## AIM OF THE TASK
Output the data in full. Keep every entry exactly as written.

________________________

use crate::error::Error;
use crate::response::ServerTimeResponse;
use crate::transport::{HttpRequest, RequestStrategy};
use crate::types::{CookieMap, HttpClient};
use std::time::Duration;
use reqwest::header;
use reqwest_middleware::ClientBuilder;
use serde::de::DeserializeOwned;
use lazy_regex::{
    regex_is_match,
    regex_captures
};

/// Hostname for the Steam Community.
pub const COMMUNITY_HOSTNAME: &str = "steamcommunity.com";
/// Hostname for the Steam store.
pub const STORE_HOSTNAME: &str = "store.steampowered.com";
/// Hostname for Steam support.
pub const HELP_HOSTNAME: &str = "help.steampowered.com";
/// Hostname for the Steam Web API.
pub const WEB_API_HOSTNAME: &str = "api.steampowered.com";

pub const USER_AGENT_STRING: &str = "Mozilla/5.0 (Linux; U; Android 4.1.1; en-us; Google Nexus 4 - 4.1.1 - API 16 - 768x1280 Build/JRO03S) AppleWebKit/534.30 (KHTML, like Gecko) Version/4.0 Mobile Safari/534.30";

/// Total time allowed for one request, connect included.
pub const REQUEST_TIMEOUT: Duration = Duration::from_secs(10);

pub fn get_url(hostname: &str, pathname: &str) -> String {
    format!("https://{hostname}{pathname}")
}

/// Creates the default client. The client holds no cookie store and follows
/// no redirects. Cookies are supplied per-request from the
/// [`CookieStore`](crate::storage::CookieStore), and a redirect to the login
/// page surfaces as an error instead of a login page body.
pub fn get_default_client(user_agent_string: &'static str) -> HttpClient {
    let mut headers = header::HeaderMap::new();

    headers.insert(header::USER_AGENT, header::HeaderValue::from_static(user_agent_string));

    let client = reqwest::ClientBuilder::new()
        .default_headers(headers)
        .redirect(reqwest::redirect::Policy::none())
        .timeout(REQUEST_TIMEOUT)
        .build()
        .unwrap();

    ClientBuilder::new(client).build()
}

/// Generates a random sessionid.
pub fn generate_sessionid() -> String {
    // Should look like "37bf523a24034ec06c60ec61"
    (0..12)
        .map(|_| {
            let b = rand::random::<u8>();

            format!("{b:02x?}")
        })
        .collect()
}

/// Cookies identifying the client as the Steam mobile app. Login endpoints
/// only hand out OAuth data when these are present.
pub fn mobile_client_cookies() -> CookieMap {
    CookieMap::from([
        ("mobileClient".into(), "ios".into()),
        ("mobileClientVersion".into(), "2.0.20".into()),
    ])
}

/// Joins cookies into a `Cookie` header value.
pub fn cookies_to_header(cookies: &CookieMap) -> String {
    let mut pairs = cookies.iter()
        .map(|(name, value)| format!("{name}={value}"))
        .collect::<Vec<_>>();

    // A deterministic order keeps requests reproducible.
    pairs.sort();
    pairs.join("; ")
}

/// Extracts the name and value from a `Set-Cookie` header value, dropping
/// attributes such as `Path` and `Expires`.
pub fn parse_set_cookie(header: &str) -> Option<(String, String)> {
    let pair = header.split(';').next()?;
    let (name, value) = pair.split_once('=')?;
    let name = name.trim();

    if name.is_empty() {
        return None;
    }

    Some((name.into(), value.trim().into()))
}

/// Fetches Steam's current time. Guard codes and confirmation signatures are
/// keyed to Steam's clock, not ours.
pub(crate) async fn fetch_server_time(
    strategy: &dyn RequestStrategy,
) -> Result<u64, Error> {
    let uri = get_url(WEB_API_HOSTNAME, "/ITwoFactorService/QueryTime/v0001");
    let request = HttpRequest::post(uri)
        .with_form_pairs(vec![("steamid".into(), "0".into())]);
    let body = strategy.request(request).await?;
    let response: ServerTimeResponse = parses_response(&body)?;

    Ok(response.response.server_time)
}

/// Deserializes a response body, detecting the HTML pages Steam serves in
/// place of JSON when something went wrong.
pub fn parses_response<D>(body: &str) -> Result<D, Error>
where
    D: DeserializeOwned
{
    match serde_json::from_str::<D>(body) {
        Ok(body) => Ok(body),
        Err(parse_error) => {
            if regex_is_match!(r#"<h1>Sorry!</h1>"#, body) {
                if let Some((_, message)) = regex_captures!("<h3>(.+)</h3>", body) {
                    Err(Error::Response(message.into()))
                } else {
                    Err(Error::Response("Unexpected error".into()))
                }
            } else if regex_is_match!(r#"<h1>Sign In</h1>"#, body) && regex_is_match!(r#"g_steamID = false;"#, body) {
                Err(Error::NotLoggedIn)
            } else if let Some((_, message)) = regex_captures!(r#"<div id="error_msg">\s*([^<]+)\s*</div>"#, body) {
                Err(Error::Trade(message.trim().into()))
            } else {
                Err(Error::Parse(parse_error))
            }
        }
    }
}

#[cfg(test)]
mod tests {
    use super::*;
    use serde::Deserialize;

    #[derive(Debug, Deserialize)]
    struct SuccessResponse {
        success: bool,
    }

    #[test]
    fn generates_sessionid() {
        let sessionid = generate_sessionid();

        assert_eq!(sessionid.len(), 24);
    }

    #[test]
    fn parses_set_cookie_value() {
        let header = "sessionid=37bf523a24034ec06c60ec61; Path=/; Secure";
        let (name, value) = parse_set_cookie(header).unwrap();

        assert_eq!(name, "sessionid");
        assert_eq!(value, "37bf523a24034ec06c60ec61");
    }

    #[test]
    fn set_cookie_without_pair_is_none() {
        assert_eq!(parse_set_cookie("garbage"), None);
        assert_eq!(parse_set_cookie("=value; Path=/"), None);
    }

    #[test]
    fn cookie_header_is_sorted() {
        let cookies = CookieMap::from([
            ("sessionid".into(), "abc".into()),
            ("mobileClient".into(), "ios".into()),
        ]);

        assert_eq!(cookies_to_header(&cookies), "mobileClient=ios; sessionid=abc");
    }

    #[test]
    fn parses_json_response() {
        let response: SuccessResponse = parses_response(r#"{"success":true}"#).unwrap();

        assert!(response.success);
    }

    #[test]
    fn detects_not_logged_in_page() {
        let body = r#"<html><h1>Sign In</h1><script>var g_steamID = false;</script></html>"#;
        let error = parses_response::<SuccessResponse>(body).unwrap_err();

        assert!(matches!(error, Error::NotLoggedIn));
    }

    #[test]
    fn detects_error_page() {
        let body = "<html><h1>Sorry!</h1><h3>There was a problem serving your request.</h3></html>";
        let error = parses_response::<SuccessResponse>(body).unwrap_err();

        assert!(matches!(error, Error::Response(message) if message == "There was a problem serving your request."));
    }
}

________________________

## YOUR RESPONSE
use crate::error::Error;
use crate::response::ServerTimeResponse;
use crate::transport::{HttpRequest, RequestStrategy};
use crate::types::{CookieMap, HttpClient};
use std::time::Duration;
use reqwest::header;
use reqwest_middleware::ClientBuilder;
use serde::de::DeserializeOwned;
use lazy_regex::{
    regex_is_match,
    regex_captures
};

/// Hostname for the Steam Community.
pub const COMMUNITY_HOSTNAME: &str = "steamcommunity.com";
/// Hostname for the Steam store.
pub const STORE_HOSTNAME: &str = "store.steampowered.com";
/// Hostname for Steam support.
pub const HELP_HOSTNAME: &str = "help.steampowered.com";
/// Hostname for the Steam Web API.
pub const WEB_API_HOSTNAME: &str = "api.steampowered.com";

pub const USER_AGENT_STRING: &str = "Mozilla/5.0 (Linux; U; Android 4.1.1; en-us; Google Nexus 4 - 4.1.1 - API 16 - 768x1280 Build/JRO03S) AppleWebKit/534.30 (KHTML, like Gecko) Version/4.0 Mobile Safari/534.30";

/// Total time allowed for one request, connect included.
pub const REQUEST_TIMEOUT: Duration = Duration::from_secs(10);

pub fn get_url(hostname: &str, pathname: &str) -> String {
    format!("https://{hostname}{pathname}")
}

/// Creates the default client. The client holds no cookie store and follows
/// no redirects. Cookies are supplied per-request from the
/// [`CookieStore`](crate::storage::CookieStore), and a redirect to the login
/// page surfaces as an error instead of a login page body.
pub fn get_default_client(user_agent_string: &'static str) -> HttpClient {
    let mut headers = header::HeaderMap::new();

    headers.insert(header::USER_AGENT, header::HeaderValue::from_static(user_agent_string));

    let client = reqwest::ClientBuilder::new()
        .default_headers(headers)
        .redirect(reqwest::redirect::Policy::none())
        .timeout(REQUEST_TIMEOUT)
        .build()
        .unwrap();

    ClientBuilder::new(client).build()
}

/// Generates a random sessionid.
pub fn generate_sessionid() -> String {
    // Should look like "37bf523a24034ec06c60ec61"
    (0..12)
        .map(|_| {
            let b = rand::random::<u8>();

            format!("{b:02x?}")
        })
        .collect()
}

/// Cookies identifying the client as the Steam mobile app. Login endpoints
/// only hand out OAuth data when these are present.
pub fn mobile_client_cookies() -> CookieMap {
    CookieMap::from([
        ("mobileClient".into(), "ios".into()),
        ("mobileClientVersion".into(), "2.0.20".into()),
    ])
}

/// Joins cookies into a `Cookie` header value.
pub fn cookies_to_header(cookies: &CookieMap) -> String {
    let mut pairs = cookies.iter()
        .map(|(name, value)| format!("{name}={value}"))
        .collect::<Vec<_>>();

    // A deterministic order keeps requests reproducible.
    pairs.sort();
    pairs.join("; ")
}

/// Extracts the name and value from a `Set-Cookie` header value, dropping
/// attributes such as `Path` and `Expires`.
pub fn parse_set_cookie(header: &str) -> Option<(String, String)> {
    let pair = header.split(';').next()?;
    let (name, value) = pair.split_once('=')?;
    let name = name.trim();

    if name.is_empty() {
        return None;
    }

    Some((name.into(), value.trim().into()))
}

/// Fetches Steam's current time. Guard codes and confirmation signatures are
/// keyed to Steam's clock, not ours.
pub(crate) async fn fetch_server_time(
    strategy: &dyn RequestStrategy,
) -> Result<u64, Error> {
    let uri = get_url(WEB_API_HOSTNAME, "/ITwoFactorService/QueryTime/v0001");
    let request = HttpRequest::post(uri)
        .with_form_pairs(vec![("steamid".into(), "0".into())]);
    let body = strategy.request(request).await?;
    let response: ServerTimeResponse = parses_response(&body)?;

    Ok(response.response.server_time)
}

/// Deserializes a response body, detecting the HTML pages Steam serves in
/// place of JSON when something went wrong.
pub fn parses_response<D>(body: &str) -> Result<D, Error>
where
    D: DeserializeOwned
{
    match serde_json::from_str::<D>(body) {
        Ok(body) => Ok(body),
        Err(parse_error) => {
            if regex_is_match!(r#"<h1>Sorry!</h1>"#, body) {
                if let Some((_, message)) = regex_captures!("<h3>(.+)</h3>", body) {
                    Err(Error::Response(message.into()))
                } else {
                    Err(Error::Response("Unexpected error".into()))
                }
            } else if regex_is_match!(r#"<h1>Sign In</h1>"#, body) && regex_is_match!(r#"g_steamID = false;"#, body) {
                Err(Error::NotLoggedIn)
            } else if let Some((_, message)) = regex_captures!(r#"<div id="error_msg">\s*([^<]+)\s*</div>"#, body) {
                Err(Error::Trade(message.trim().into()))
            } else {
                Err(Error::Parse(parse_error))
            }
        }
    }
}

#[cfg(test)]
mod tests {
    use super::*;
    use serde::Deserialize;

    #[derive(Debug, Deserialize)]
    struct SuccessResponse {
        success: bool,
    }

    #[test]
    fn generates_sessionid() {
        let sessionid = generate_sessionid();

        assert_eq!(sessionid.len(), 24);
    }

    #[test]
    fn parses_set_cookie_value() {
        let header = "sessionid=37bf523a24034ec06c60ec61; Path=/; Secure";
        let (name, value) = parse_set_cookie(header).unwrap();

        assert_eq!(name, "sessionid");
        assert_eq!(value, "37bf523a24034ec06c60ec61");
    }

    #[test]
    fn set_cookie_without_pair_is_none() {
        assert_eq!(parse_set_cookie("garbage"), None);
        assert_eq!(parse_set_cookie("=value; Path=/"), None);
    }

    #[test]
    fn cookie_header_is_sorted() {
        let cookies = CookieMap::from([
            ("sessionid".into(), "abc".into()),
            ("mobileClient".into(), "ios".into()),
        ]);

        assert_eq!(cookies_to_header(&cookies), "mobileClient=ios; sessionid=abc");
    }

    #[test]
    fn parses_json_response() {
        let response: SuccessResponse = parses_response(r#"{"success":true}"#).unwrap();

        assert!(response.success);
    }

    #[test]
    fn detects_not_logged_in_page() {
        let body = r#"<html><h1>Sign In</h1><script>var g_steamID = false;</script></html>"#;
        let error = parses_response::<SuccessResponse>(body).unwrap_err();

        assert!(matches!(error, Error::NotLoggedIn));
    }

    #[test]
    fn detects_error_page() {
        let body = "<html><h1>Sorry!</h1><h3>There was a problem serving your request.</h3></html>";
        let error = parses_response::<SuccessResponse>(body).unwrap_err();

        assert!(matches!(error, Error::Response(message) if message == "There was a problem serving your request."));
    }
}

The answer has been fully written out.